(AIM OF THE TASK):
Report each line from the data below that holds the word "then".

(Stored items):

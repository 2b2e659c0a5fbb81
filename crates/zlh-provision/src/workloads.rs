//! Workload catalog: what service a workload advertises, on which transport,
//! and which edge routing strategy publishes it.
//!
//! The mapping changed several times in production, so it is data. Built-in
//! defaults can be replaced with a TOML file named by `ZLH_WORKLOADS_FILE`.

use std::path::Path;

use zlh_model::{RoutingStrategy, Transport};

use crate::config::env_string;

#[derive(Debug, Clone, PartialEq, Eq, serde::Deserialize)]
pub struct WorkloadProfile {
    pub key: String,
    #[serde(default)]
    pub aliases: Vec<String>,
    /// SRV service label, without the leading underscore.
    pub service: String,
    pub transport: Transport,
    /// Port the workload listens on inside the guest.
    #[serde(default)]
    pub default_port: Option<u16>,
    pub routing: RoutingStrategy,
    pub hostname_prefix: String,
    /// Variants that are spelled out in the hostname (`mc-paper-5001`).
    #[serde(default)]
    pub hostname_variants: Vec<String>,
}

impl WorkloadProfile {
    fn matches(&self, workload: &str) -> bool {
        self.key == workload || self.aliases.iter().any(|a| a == workload)
    }

    pub fn uses_protocol_proxy(&self) -> bool {
        self.routing == RoutingStrategy::ProtocolProxy
    }
}

#[derive(Debug, Clone, serde::Deserialize)]
struct CatalogFile {
    #[serde(rename = "workload", default)]
    workloads: Vec<WorkloadProfile>,
    generic: Option<WorkloadProfile>,
    dev: Option<WorkloadProfile>,
}

#[derive(Debug, Clone)]
pub struct WorkloadCatalog {
    profiles: Vec<WorkloadProfile>,
    generic: WorkloadProfile,
    dev: WorkloadProfile,
}

fn profile(
    key: &str,
    aliases: &[&str],
    transport: Transport,
    port: u16,
    routing: RoutingStrategy,
    prefix: &str,
) -> WorkloadProfile {
    WorkloadProfile {
        key: key.to_string(),
        aliases: aliases.iter().map(|s| s.to_string()).collect(),
        service: key.to_string(),
        transport,
        default_port: Some(port),
        routing,
        hostname_prefix: prefix.to_string(),
        hostname_variants: Vec::new(),
    }
}

impl WorkloadCatalog {
    pub fn builtin() -> Self {
        use RoutingStrategy::{ProtocolProxy, ReverseProxy};
        use Transport::{Tcp, Udp};

        let mut minecraft = profile("minecraft", &["mc", "mcp"], Tcp, 25565, ProtocolProxy, "mc");
        minecraft.hostname_variants = ["paper", "forge", "fabric", "vanilla", "purpur", "neoforge"]
            .iter()
            .map(|s| s.to_string())
            .collect();

        Self {
            profiles: vec![
                minecraft,
                profile("rust", &[], Udp, 28015, ReverseProxy, "rust"),
                profile("terraria", &[], Tcp, 7777, ReverseProxy, "terraria"),
                profile("projectzomboid", &[], Udp, 16261, ReverseProxy, "projectzomboid"),
                profile("valheim", &[], Udp, 2456, ReverseProxy, "valheim"),
                profile("palworld", &[], Udp, 8211, ReverseProxy, "palworld"),
            ],
            generic: WorkloadProfile {
                key: "generic".to_string(),
                aliases: Vec::new(),
                service: "game".to_string(),
                transport: Tcp,
                default_port: None,
                routing: ReverseProxy,
                hostname_prefix: "game".to_string(),
                hostname_variants: Vec::new(),
            },
            dev: WorkloadProfile {
                key: "dev".to_string(),
                aliases: Vec::new(),
                service: "dev".to_string(),
                transport: Tcp,
                default_port: None,
                routing: ReverseProxy,
                hostname_prefix: "dev".to_string(),
                hostname_variants: Vec::new(),
            },
        }
    }

    pub fn from_toml_str(raw: &str) -> Result<Self, toml::de::Error> {
        let file: CatalogFile = toml::from_str(raw)?;
        let builtin = Self::builtin();
        Ok(Self {
            profiles: file.workloads,
            generic: file.generic.unwrap_or(builtin.generic),
            dev: file.dev.unwrap_or(builtin.dev),
        })
    }

    pub fn load(path: &Path) -> Result<Self, String> {
        let raw = std::fs::read_to_string(path)
            .map_err(|e| format!("read {}: {e}", path.display()))?;
        Self::from_toml_str(&raw).map_err(|e| format!("parse {}: {e}", path.display()))
    }

    /// Catalog from `ZLH_WORKLOADS_FILE`, falling back to built-ins.
    pub fn from_env() -> Self {
        let Some(path) = env_string("ZLH_WORKLOADS_FILE") else {
            return Self::builtin();
        };
        match Self::load(Path::new(&path)) {
            Ok(c) => {
                tracing::info!(path, workloads = c.profiles.len(), "loaded workload catalog");
                c
            }
            Err(err) => {
                tracing::warn!(path, %err, "failed to load workload catalog; using built-ins");
                Self::builtin()
            }
        }
    }

    /// Exact key/alias match first, then a key contained in the name
    /// (`minecraft-java` resolves to `minecraft`), then the generic profile.
    pub fn resolve(&self, workload: &str) -> &WorkloadProfile {
        let w = workload.trim().to_ascii_lowercase();
        self.profiles
            .iter()
            .find(|p| p.matches(&w))
            .or_else(|| self.profiles.iter().find(|p| w.contains(p.key.as_str())))
            .unwrap_or(&self.generic)
    }

    pub fn dev(&self) -> &WorkloadProfile {
        &self.dev
    }
}

impl Default for WorkloadCatalog {
    fn default() -> Self {
        Self::builtin()
    }
}

#[cfg(test)]
mod tests {
    use super::*;

    #[test]
    fn resolves_minecraft_family() {
        let c = WorkloadCatalog::builtin();
        assert_eq!(c.resolve("minecraft").key, "minecraft");
        assert_eq!(c.resolve("MC").key, "minecraft");
        assert_eq!(c.resolve("minecraft-bedrock").key, "minecraft");
        assert!(c.resolve("minecraft").uses_protocol_proxy());
        assert_eq!(c.resolve("minecraft").default_port, Some(25565));
    }

    #[test]
    fn unknown_workload_falls_back_to_generic() {
        let c = WorkloadCatalog::builtin();
        let p = c.resolve("factorio");
        assert_eq!(p.key, "generic");
        assert_eq!(p.routing, RoutingStrategy::ReverseProxy);
        assert_eq!(p.default_port, None);
    }

    #[test]
    fn valheim_is_udp_reverse_proxy() {
        let c = WorkloadCatalog::builtin();
        let p = c.resolve("valheim");
        assert_eq!(p.transport, Transport::Udp);
        assert_eq!(p.default_port, Some(2456));
        assert!(!p.uses_protocol_proxy());
    }

    #[test]
    fn toml_catalog_replaces_mapping() {
        let raw = r#"
[[workload]]
key = "minecraft"
service = "minecraft"
transport = "tcp"
default_port = 25565
routing = "reverse_proxy"
hostname_prefix = "mc"
"#;
        let c = WorkloadCatalog::from_toml_str(raw).unwrap();
        assert!(!c.resolve("minecraft").uses_protocol_proxy());
        assert_eq!(c.resolve("terraria").key, "generic");
        assert_eq!(c.dev().key, "dev");
    }
}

(TASK ANSWER):
    /// Exact key/alias match first, then a key contained in the name
    /// (`minecraft-java` resolves to `minecraft`), then the generic profile.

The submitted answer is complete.